**Try it**:
Copy out the lines of the material that include the string "UiErrorContext".

**Records provided**:

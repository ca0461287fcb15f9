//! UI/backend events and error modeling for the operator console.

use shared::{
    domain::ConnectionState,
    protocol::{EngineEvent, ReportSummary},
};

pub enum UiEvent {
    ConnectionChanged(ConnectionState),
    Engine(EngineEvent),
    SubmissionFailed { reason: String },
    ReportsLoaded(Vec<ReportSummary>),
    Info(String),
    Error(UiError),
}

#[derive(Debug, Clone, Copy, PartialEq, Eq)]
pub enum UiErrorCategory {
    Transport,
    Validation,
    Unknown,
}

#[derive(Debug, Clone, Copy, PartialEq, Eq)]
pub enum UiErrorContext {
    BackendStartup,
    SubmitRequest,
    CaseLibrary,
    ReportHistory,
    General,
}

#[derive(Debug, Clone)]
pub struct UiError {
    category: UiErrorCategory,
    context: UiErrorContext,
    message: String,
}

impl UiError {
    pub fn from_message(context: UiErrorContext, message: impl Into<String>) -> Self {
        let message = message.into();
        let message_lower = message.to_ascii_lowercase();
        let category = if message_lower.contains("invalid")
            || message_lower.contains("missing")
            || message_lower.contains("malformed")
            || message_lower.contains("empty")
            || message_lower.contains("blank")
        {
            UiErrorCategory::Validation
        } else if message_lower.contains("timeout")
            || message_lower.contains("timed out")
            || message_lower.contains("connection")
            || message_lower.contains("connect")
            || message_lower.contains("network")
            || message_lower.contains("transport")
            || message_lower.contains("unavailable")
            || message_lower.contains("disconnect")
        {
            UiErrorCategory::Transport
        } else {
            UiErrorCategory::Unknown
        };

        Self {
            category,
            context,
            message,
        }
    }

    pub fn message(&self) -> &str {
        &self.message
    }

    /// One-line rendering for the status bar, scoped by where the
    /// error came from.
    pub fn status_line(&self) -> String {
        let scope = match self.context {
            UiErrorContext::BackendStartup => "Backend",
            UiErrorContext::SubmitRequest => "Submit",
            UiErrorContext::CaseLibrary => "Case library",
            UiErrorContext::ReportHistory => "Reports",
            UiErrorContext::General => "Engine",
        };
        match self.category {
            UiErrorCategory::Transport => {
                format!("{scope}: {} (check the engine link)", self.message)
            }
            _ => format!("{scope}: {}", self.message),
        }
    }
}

--

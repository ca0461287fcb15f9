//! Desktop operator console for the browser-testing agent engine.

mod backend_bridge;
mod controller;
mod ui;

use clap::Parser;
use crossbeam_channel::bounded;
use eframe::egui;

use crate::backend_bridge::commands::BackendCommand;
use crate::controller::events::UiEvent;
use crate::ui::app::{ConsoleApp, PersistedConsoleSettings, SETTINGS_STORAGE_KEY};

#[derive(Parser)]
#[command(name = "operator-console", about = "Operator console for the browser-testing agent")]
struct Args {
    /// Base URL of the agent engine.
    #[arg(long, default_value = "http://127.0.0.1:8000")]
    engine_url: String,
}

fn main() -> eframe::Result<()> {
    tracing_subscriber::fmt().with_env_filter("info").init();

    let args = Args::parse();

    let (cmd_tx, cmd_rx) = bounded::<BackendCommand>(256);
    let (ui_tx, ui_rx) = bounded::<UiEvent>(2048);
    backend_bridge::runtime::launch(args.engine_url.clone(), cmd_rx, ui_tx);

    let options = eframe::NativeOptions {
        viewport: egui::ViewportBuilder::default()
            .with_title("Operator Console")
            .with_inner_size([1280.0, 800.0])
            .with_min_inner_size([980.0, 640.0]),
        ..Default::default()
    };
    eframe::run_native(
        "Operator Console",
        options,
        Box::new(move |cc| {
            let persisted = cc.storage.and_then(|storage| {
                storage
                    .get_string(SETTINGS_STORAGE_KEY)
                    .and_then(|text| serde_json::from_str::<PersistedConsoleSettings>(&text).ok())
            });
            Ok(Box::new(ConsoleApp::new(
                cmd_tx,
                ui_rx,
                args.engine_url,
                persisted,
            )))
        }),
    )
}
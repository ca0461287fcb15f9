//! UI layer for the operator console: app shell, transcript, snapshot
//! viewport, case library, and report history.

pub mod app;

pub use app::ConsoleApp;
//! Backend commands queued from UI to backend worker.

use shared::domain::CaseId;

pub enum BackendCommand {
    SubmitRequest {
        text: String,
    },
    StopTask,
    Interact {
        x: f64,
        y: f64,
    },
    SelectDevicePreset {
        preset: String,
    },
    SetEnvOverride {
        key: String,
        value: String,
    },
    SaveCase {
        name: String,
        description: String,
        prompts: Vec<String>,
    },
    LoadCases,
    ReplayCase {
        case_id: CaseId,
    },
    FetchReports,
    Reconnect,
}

**Solution to this problem**:
pub enum UiErrorContext {
    context: UiErrorContext,
    pub fn from_message(context: UiErrorContext, message: impl Into<String>) -> Self {
            UiErrorContext::BackendStartup => "Backend",
            UiErrorContext::SubmitRequest => "Submit",
            UiErrorContext::CaseLibrary => "Case library",
            UiErrorContext::ReportHistory => "Reports",
            UiErrorContext::General => "Engine",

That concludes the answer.